In particular, example process 400 describes training the image generation neural network when the neural network is a diffusion neural network conditioned on conditioning input and that uses a DDPM (denoising diffusion probabilistic model) sampler to generate output images. That is, the image generation neural network of example process 400 iteratively denoises an initial noisy representation of an output image by predicting and removing the noise component of the noisy representation of the output image to generate the output image as the final noiseless output image, all while conditioned on a conditioning input (which includes at least a conditioning image).
Further details of an example process of generating an image using an image generation neural network that is a diffusion neural network that uses a DDPM sampler are described below with reference to FIG. 5 .
The system or another training system repeatedly updates the trainable parameters of the image generation neural network using a training data set, e.g., filtered web-scale image pairs as described above. That is, the system can repeatedly perform the following described example process using training examples to repeatedly update all or a subset of the trainable parameters of the image generation neural network from scratch, i.e., train from randomly initialized parameters, or to fine-tune, i.e., further update previously determined parameters, e.g., pre-trained parameters.
For example, the image generation neural network may or may not have been pre-trained, in which case the system may respectively train the image generation neural network from scratch or fine-tune the image generation neural network.
As another example, when the image generation neural network includes a conditioning image encoder neural network, the conditioning image encoder neural network may or may not have been pre-trained, in which case the system may respectively train the conditioning image encoder neural network from scratch (for the case that the conditioning image encoder neural network is not a pre-trained neural network), or fine-tune or not train the conditioning image encoder neural network (for the case that the conditioning image encoder neural network is a pre-trained neural network).
The system obtains a training data set that includes training examples (step 402). As described above, the system can obtain the training data from system-maintained data, a user, or another system through any of a variety of methods.
As described above, the training data includes a plurality of training examples, and each training example includes a respective training conditioning image and a training target image that has been identified as being semantically similar to the training conditioning image.

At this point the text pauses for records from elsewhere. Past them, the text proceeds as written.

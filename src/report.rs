//! Annotated disassembly report.
//!
//! For every function segment, in segment file order:
//!
//! ```text
//! // add#2 @ 00000100
//! //    native size 32 byte(s)
//! //    wasm size 4 byte(s)
//! 00000100  push rbp
//! 00000101  call 0x00000140 (helper + 0x0000)
//! ...
//! // end of add @ 00000120
//! ```

use std::borrow::Cow;
use std::fs::File;
use std::io::{BufWriter, Write};
use std::path::Path;

use regex::{Regex, RegexBuilder};

use crate::collapse::{Collapsed, DeadCodeCollapser, DEFAULT_DEAD_MNEMONIC, ELISION_MARKER};
use crate::label::LabelRewriter;
use crate::module::ModuleInfo;
use crate::segment::{BodyRange, Segment, SegmentMap};
use crate::stream::{Chunking, InstructionStream};
use crate::{symbols, Address, Decoder, Insn};

/// Errors that abort report generation
#[derive(Debug, thiserror::Error)]
pub enum ReportError {
    /// The function name filter is not a valid regular expression
    #[error("invalid function name filter: {0}")]
    InvalidFilter(#[from] regex::Error),

    /// A function body reaches past the end of the code buffer
    #[error("body of {name} (0x{begin:08X}..0x{end:08X}) lies outside the {len}-byte code buffer")]
    BodyOutOfBounds {
        name: String,
        begin: Address,
        end: Address,
        len: usize,
    },

    /// Writing the output failed
    #[error("I/O error: {0}")]
    Io(#[from] std::io::Error),
}

/// Tunables for report generation
#[derive(Debug, Clone, PartialEq, Eq)]
pub struct ReportOptions {
    /// Mnemonic treated as padding
    pub dead_mnemonic: String,
    /// Line written for each run of padding
    pub elision_marker: String,
    /// Decoder window and per-window instruction count
    pub chunking: Chunking,
}

impl Default for ReportOptions {
    fn default() -> Self {
        Self {
            dead_mnemonic: DEFAULT_DEAD_MNEMONIC.to_string(),
            elision_marker: ELISION_MARKER.to_string(),
            chunking: Chunking::default(),
        }
    }
}

/// Case-insensitive regex matched against resolved function names.
#[derive(Debug, Clone)]
pub struct NameFilter {
    regex: Regex,
}

impl NameFilter {
    pub fn new(pattern: &str) -> Result<Self, ReportError> {
        let regex = RegexBuilder::new(pattern).case_insensitive(true).build()?;
        Ok(Self { regex })
    }

    /// Unanchored search, so plain text behaves as a substring match.
    pub fn is_match(&self, name: &str) -> bool {
        self.regex.is_match(name)
    }
}

/// Position of the emitter within the segment list.
#[derive(Debug, Clone, Copy, PartialEq, Eq)]
pub struct Progress {
    /// Index of the segment about to be processed
    pub index: usize,
    /// Number of segments in the map
    pub total: usize,
}

/// Totals for one report
#[derive(Debug, Clone, Copy, Default, PartialEq, Eq)]
pub struct ReportSummary {
    /// Functions written to the report
    pub functions: usize,
    /// Function segments rejected by the name filter
    pub skipped: usize,
    /// Instruction lines written
    pub instructions: usize,
    /// Elision lines written
    pub elisions: usize,
}

/// Writes the annotated listing for a segment map.
pub struct ReportEmitter<'a, D: Decoder + ?Sized> {
    decoder: &'a D,
    code: &'a [u8],
    segments: &'a SegmentMap,
    module: Option<&'a ModuleInfo>,
    filter: Option<NameFilter>,
    options: ReportOptions,
}

impl<'a, D: Decoder + ?Sized> ReportEmitter<'a, D> {
    /// `segments` should already have gone through [`SegmentMap::resolve_all`].
    pub fn new(
        decoder: &'a D,
        code: &'a [u8],
        segments: &'a SegmentMap,
        options: ReportOptions,
    ) -> Self {
        Self {
            decoder,
            code,
            segments,
            module: None,
            filter: None,
            options,
        }
    }

    /// Add wasm body size and locals to each function header.
    pub fn with_module(mut self, module: &'a ModuleInfo) -> Self {
        self.module = Some(module);
        self
    }

    /// Only report functions whose name matches `filter`.
    pub fn with_filter(mut self, filter: NameFilter) -> Self {
        self.filter = Some(filter);
        self
    }

    /// Write the report to a new file at `path`.
    pub fn write_to(&self, path: &Path) -> Result<ReportSummary, ReportError> {
        let mut out = BufWriter::new(File::create(path)?);
        let summary = self.emit(&mut out)?;
        out.flush()?;
        Ok(summary)
    }

    pub fn emit<W: Write>(&self, out: &mut W) -> Result<ReportSummary, ReportError> {
        self.emit_with_progress(out, |_| {})
    }

    /// Write the report, calling `progress` before each function segment.
    pub fn emit_with_progress<W, F>(
        &self,
        out: &mut W,
        mut progress: F,
    ) -> Result<ReportSummary, ReportError>
    where
        W: Write,
        F: FnMut(Progress),
    {
        self.check_bounds()?;

        let total = self.segments.len();
        let mut summary = ReportSummary::default();

        for (index, segment) in self.segments.iter().enumerate() {
            let Some((function_index, body)) = segment.function() else {
                continue;
            };
            progress(Progress { index, total });

            let name = display_name(segment, function_index);
            if !self.selects(&name) {
                log::debug!("skipping {} (filtered)", name);
                summary.skipped += 1;
                continue;
            }

            self.emit_function(out, &name, function_index, body, &mut summary)?;
            summary.functions += 1;
        }

        log::info!(
            "wrote {} functions, {} instructions ({} filtered out)",
            summary.functions,
            summary.instructions,
            summary.skipped
        );
        Ok(summary)
    }

    fn selects(&self, name: &str) -> bool {
        match &self.filter {
            Some(filter) => filter.is_match(name),
            None => true,
        }
    }

    /// Every body that will be reported must lie inside the code buffer
    /// before anything is written. Filtered-out functions are not checked.
    fn check_bounds(&self) -> Result<(), ReportError> {
        for segment in self.segments.functions() {
            let Some((function_index, body)) = segment.function() else {
                continue;
            };
            if body.end <= self.code.len() as u64 {
                continue;
            }
            let name = display_name(segment, function_index);
            if self.selects(&name) {
                return Err(ReportError::BodyOutOfBounds {
                    name: name.into_owned(),
                    begin: body.begin,
                    end: body.end,
                    len: self.code.len(),
                });
            }
        }
        Ok(())
    }

    fn emit_function<W: Write>(
        &self,
        out: &mut W,
        name: &str,
        function_index: u32,
        body: BodyRange,
        summary: &mut ReportSummary,
    ) -> Result<(), ReportError> {
        writeln!(out, "// {}#{} @ {:08X}", name, function_index, body.begin)?;
        writeln!(out, "//    native size {} byte(s)", body.len())?;
        self.emit_wasm_metadata(out, name, function_index)?;

        let labels = LabelRewriter::new(self.segments);
        let mut collapser = DeadCodeCollapser::new(&self.options.dead_mnemonic);
        let stream = InstructionStream::with_chunking(
            self.decoder,
            self.code,
            body.begin,
            body.end,
            self.options.chunking,
        );

        for insn in stream {
            match collapser.feed(&insn) {
                Collapsed::Emit => {
                    writeln!(out, "{}", format_line(&insn, &labels))?;
                    summary.instructions += 1;
                }
                Collapsed::Elide => {
                    writeln!(out, "{}", self.options.elision_marker)?;
                    summary.elisions += 1;
                }
                Collapsed::Suppress => {}
            }
        }

        writeln!(out, "// end of {} @ {:08X}", name, body.end)?;
        writeln!(out)?;
        Ok(())
    }

    fn emit_wasm_metadata<W: Write>(
        &self,
        out: &mut W,
        name: &str,
        function_index: u32,
    ) -> Result<(), ReportError> {
        let Some(module) = self.module else {
            return Ok(());
        };
        let Some(wasm_body) = module.body_for(function_index) else {
            log::debug!(
                "{}#{}: no code body (import count {})",
                name,
                function_index,
                module.import_count
            );
            return Ok(());
        };

        writeln!(out, "//    wasm size {} byte(s)", wasm_body.body_size)?;
        if !wasm_body.locals.is_empty() {
            writeln!(out, "//    wasm locals:")?;
            for local in &wasm_body.locals {
                writeln!(out, "//      {}", local)?;
            }
        }
        Ok(())
    }
}

fn display_name(segment: &Segment, function_index: u32) -> Cow<'_, str> {
    match segment.name.as_deref() {
        Some(name) if !name.is_empty() => Cow::Borrowed(name),
        _ => Cow::Owned(symbols::synthetic_name(function_index)),
    }
}

/// `ADDRESS  mnemonic operand`, with a lone immediate operand labelled.
fn format_line(insn: &Insn, labels: &LabelRewriter<'_>) -> String {
    let operand = match insn.immediate {
        Some(imm) => Cow::Owned(labels.rewrite(imm)),
        None => Cow::Borrowed(insn.operands.as_str()),
    };

    if operand.is_empty() {
        format!("{:08X}  {}", insn.addr, insn.mnemonic)
    } else {
        format!("{:08X}  {} {}", insn.addr, insn.mnemonic, operand)
    }
}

The system, for each training example, combines noise with the training target image (step 404). The result is a noisy training target image. The system can determine the noise and combine the noise with the training target image to generate the noisy training target image using any of a variety of methods.
For example, the system can sample noise from a noise distribution, e.g., probability distribution, e.g., a Gaussian probability distribution, with the same number of dimensions as the number of pixels included in the training target image (i.e., the number dimensions of the training target image) and elementwise sum the sampled noise with the pixel values of the training target image to generate the noisy training target image.
In some cases, the system can determine the noise according to one or more time steps, particularly when time steps define noise levels for corresponding noisy images.
For example, the system can use a Markovian process to generate a noisy training target image, e.g., the forward process of DDPM. That is, given a training target image, a number of diffusion steps (i.e., time steps), and a variance schedule across diffusion steps, the system can generate the noisy training target image by drawing samples for parameterized normal distributions.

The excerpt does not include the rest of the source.